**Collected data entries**
*** Block opens ***

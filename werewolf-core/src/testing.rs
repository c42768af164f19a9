//! Testing utilities for the werewolf engine.
//!
//! This module provides tools for integration testing:
//! - `ScriptedProvider` for deterministic decisions without API calls
//! - `TestHarness` for scripted game scenarios with a fixed deal
//! - Assertion helpers for verifying game state

use async_trait::async_trait;
use rand::rngs::StdRng;
use rand::SeedableRng;
use std::collections::{HashMap, VecDeque};
use std::sync::{Arc, Mutex, MutexGuard, PoisonError};

use crate::character::{CharacterId, CharacterProfile};
use crate::config::{GameConfig, PacingConfig, PolicyConfig};
use crate::decision::{
    DecisionError, DecisionKind, DecisionProvider, DecisionRequest, Selection, Verdict,
};
use crate::error::GameResult;
use crate::game::{Game, Phase};
use crate::moderator::Moderator;
use crate::role::{Faction, Role, RoleDeck};

/// A scripted answer.
#[derive(Debug, Clone, PartialEq)]
pub enum Scripted {
    /// Pick the character with this name. Fails if it is not a legal choice.
    Target(String),
    /// Decline.
    Pass,
    /// Say this.
    Say(String),
    /// Return a provider error.
    Fail,
}

impl Scripted {
    pub fn target(name: impl Into<String>) -> Self {
        Scripted::Target(name.into())
    }

    pub fn say(text: impl Into<String>) -> Self {
        Scripted::Say(text.into())
    }
}

#[derive(Default)]
struct Script {
    /// One-shot answers per (kind, actor), consumed in order.
    queued: HashMap<(DecisionKind, String), VecDeque<Scripted>>,
    /// Standing answers per (kind, actor).
    by_actor: HashMap<(DecisionKind, String), Scripted>,
    /// Standing answers per kind.
    by_kind: HashMap<DecisionKind, Scripted>,
    requests: Vec<DecisionRequest>,
    explanations: usize,
}

/// A decision provider that answers from a script.
///
/// Lookup order: queued one-shot answers for the actor, the actor's standing
/// answer, the kind's standing answer. Unscripted requests get the first legal
/// choice, `Pass` when declining is allowed, or a stock line for speech.
#[derive(Default)]
pub struct ScriptedProvider {
    script: Mutex<Script>,
    explain_with: Option<String>,
}

impl ScriptedProvider {
    pub fn new() -> Self {
        Self::default()
    }

    fn script(&self) -> MutexGuard<'_, Script> {
        self.script.lock().unwrap_or_else(PoisonError::into_inner)
    }

    /// Answer every `kind` request with `answer`.
    pub fn always(self, kind: DecisionKind, answer: Scripted) -> Self {
        self.script().by_kind.insert(kind, answer);
        self
    }

    /// Answer `actor`'s `kind` requests with `answer`.
    pub fn actor(self, actor: &str, kind: DecisionKind, answer: Scripted) -> Self {
        self.script()
            .by_actor
            .insert((kind, actor.to_string()), answer);
        self
    }

    /// Answer `actor`'s next `kind` request with `answer`, once.
    pub fn once(self, actor: &str, kind: DecisionKind, answer: Scripted) -> Self {
        self.script()
            .queued
            .entry((kind, actor.to_string()))
            .or_default()
            .push_back(answer);
        self
    }

    /// Answer explanation requests with `reason`.
    pub fn explaining(mut self, reason: impl Into<String>) -> Self {
        self.explain_with = Some(reason.into());
        self
    }

    /// Every request seen so far, in order.
    pub fn requests(&self) -> Vec<DecisionRequest> {
        self.script().requests.clone()
    }

    /// Requests of one kind, in order.
    pub fn requests_of(&self, kind: DecisionKind) -> Vec<DecisionRequest> {
        self.script()
            .requests
            .iter()
            .filter(|r| r.kind == kind)
            .cloned()
            .collect()
    }

    pub fn explanations(&self) -> usize {
        self.script().explanations
    }

    fn answer_for(script: &mut Script, request: &DecisionRequest) -> Option<Scripted> {
        let key = (request.kind, request.actor.name.clone());
        if let Some(answer) = script.queued.get_mut(&key).and_then(VecDeque::pop_front) {
            return Some(answer);
        }
        script
            .by_actor
            .get(&key)
            .or_else(|| script.by_kind.get(&request.kind))
            .cloned()
    }
}

#[async_trait]
impl DecisionProvider for ScriptedProvider {
    async fn decide(&self, request: &DecisionRequest) -> Result<Verdict, DecisionError> {
        let mut script = self.script();
        script.requests.push(request.clone());

        let selection = match Self::answer_for(&mut script, request) {
            Some(Scripted::Target(name)) => request
                .choice_named(&name)
                .map(|c| Selection::Target(c.id))
                .ok_or(DecisionError::Unparseable(name))?,
            Some(Scripted::Pass) => Selection::Pass,
            Some(Scripted::Say(text)) => Selection::Text(text),
            Some(Scripted::Fail) => {
                return Err(DecisionError::Provider("scripted failure".into()))
            }
            None if request.kind.is_speech() => {
                Selection::Text(format!("{} has nothing to add.", request.actor.name))
            }
            None if request.allow_pass => Selection::Pass,
            None => request
                .choices
                .first()
                .map(|c| Selection::Target(c.id))
                .ok_or_else(|| DecisionError::Unparseable("no legal choices".into()))?,
        };
        Ok(Verdict::new(selection))
    }

    async fn explain(
        &self,
        _request: &DecisionRequest,
        _selection: &Selection,
    ) -> Result<String, DecisionError> {
        let reason = self.explain_with.clone().ok_or(DecisionError::Unsupported)?;
        self.script().explanations += 1;
        Ok(reason)
    }

    fn name(&self) -> &str {
        "scripted"
    }
}

/// Test harness for running game scenarios.
///
/// Characters are named `P1`, `P2`, ... with ids 1, 2, ... and receive the
/// given roles in order. Pacing is instant, guard-rail policies are off and the
/// RNG is seeded, so a scenario plays out the same way every time.
pub struct TestHarness {
    pub moderator: Moderator,
    pub provider: Arc<ScriptedProvider>,
}

impl TestHarness {
    pub fn new(roles: &[Role], provider: ScriptedProvider) -> Self {
        Self::with_config(roles, provider, |config| config)
    }

    /// Like `new`, with a hook to adjust the configuration.
    pub fn with_config(
        roles: &[Role],
        provider: ScriptedProvider,
        configure: impl FnOnce(GameConfig) -> GameConfig,
    ) -> Self {
        Self::try_with_config(roles, provider, configure)
            .unwrap_or_else(|e| panic!("invalid test setup: {e}"))
    }

    pub fn try_with_config(
        roles: &[Role],
        provider: ScriptedProvider,
        configure: impl FnOnce(GameConfig) -> GameConfig,
    ) -> GameResult<Self> {
        let deck = roles
            .iter()
            .fold(RoleDeck::empty(), |deck, role| {
                let count = deck.count(*role);
                deck.with(*role, count + 1)
            });
        let config = configure(
            GameConfig::new()
                .with_deck(deck)
                .with_policy(PolicyConfig::permissive())
                .with_pacing(PacingConfig::instant())
                .with_seed(7)
                .with_explanations(false),
        );
        let roster: Vec<CharacterProfile> = (1..=roles.len() as u32)
            .map(|i| CharacterProfile::new(i, format!("P{i}")))
            .collect();

        let game = Game::setup_fixed(&config, &roster, roles.to_vec())?;
        let rng = StdRng::seed_from_u64(config.seed.unwrap_or_default());
        let provider = Arc::new(provider);
        let moderator = Moderator::new(game, config, provider.clone(), rng);
        Ok(Self {
            moderator,
            provider,
        })
    }

    pub fn game(&self) -> &Game {
        self.moderator.game()
    }

    /// Id of the character called `name`.
    #[track_caller]
    pub fn id(&self, name: &str) -> CharacterId {
        match self.game().by_name(name) {
            Some(c) => c.id,
            None => panic!("no character named {name}"),
        }
    }

    pub fn is_alive(&self, name: &str) -> bool {
        self.game().by_name(name).is_some_and(|c| c.is_alive())
    }

    /// Kill a character outside the normal flow, for setting up a scenario.
    #[track_caller]
    pub fn kill(&mut self, name: &str) {
        let id = self.id(name);
        if let Err(e) = self.moderator.game.eliminate(id) {
            panic!("could not kill {name}: {e}");
        }
    }

    /// Jump to `phase` and run its handler only.
    pub async fn run_phase(&mut self, phase: Phase) -> GameResult<()> {
        self.moderator.game.set_phase(phase);
        self.moderator.run_phase(phase).await
    }

    /// Run the full night cycle from the current NIGHT phase through DAWN.
    pub async fn run_night(&mut self) -> GameResult<()> {
        for phase in [
            Phase::Night,
            Phase::Werewolf,
            Phase::Seer,
            Phase::Witch,
            Phase::Guard,
            Phase::Dawn,
        ] {
            self.run_phase(phase).await?;
        }
        Ok(())
    }

    /// Run the orchestrated step for the current phase.
    pub async fn step(&mut self) -> GameResult<()> {
        self.moderator.step().await
    }

    /// Messages of every log entry so far.
    pub fn messages(&self) -> Vec<String> {
        self.game()
            .log()
            .entries()
            .iter()
            .map(|e| e.message.clone())
            .collect()
    }

    pub fn has_message(&self, needle: &str) -> bool {
        self.game()
            .log()
            .entries()
            .iter()
            .any(|e| e.message.contains(needle))
    }
}

// ============================================================================
// Assertion Helpers
// ============================================================================

/// Assert that the named character is alive.
#[track_caller]
pub fn assert_alive(harness: &TestHarness, name: &str) {
    assert!(harness.is_alive(name), "Expected {name} to be alive");
}

/// Assert that the named character is dead.
#[track_caller]
pub fn assert_dead(harness: &TestHarness, name: &str) {
    assert!(!harness.is_alive(name), "Expected {name} to be dead");
}

/// Assert the number of alive characters.
#[track_caller]
pub fn assert_alive_count(harness: &TestHarness, expected: usize) {
    let actual = harness.game().alive_count();
    assert_eq!(actual, expected, "Expected {expected} alive, got {actual}");
}

/// Assert the current phase.
#[track_caller]
pub fn assert_phase(harness: &TestHarness, expected: Phase) {
    let actual = harness.game().phase();
    assert_eq!(actual, expected, "Expected phase {expected}, got {actual}");
}

/// Assert the latched winner.
#[track_caller]
pub fn assert_winner(harness: &TestHarness, expected: Option<Faction>) {
    let actual = harness.game().winner();
    assert_eq!(actual, expected, "Expected winner {expected:?}, got {actual:?}");
}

*** Block closes ***

**What the task requires**
Search the data for "configure". Copy every matching line.

**Answer space**
        configure: impl FnOnce(GameConfig) -> GameConfig,
        Self::try_with_config(roles, provider, configure)
        configure: impl FnOnce(GameConfig) -> GameConfig,
        let config = configure(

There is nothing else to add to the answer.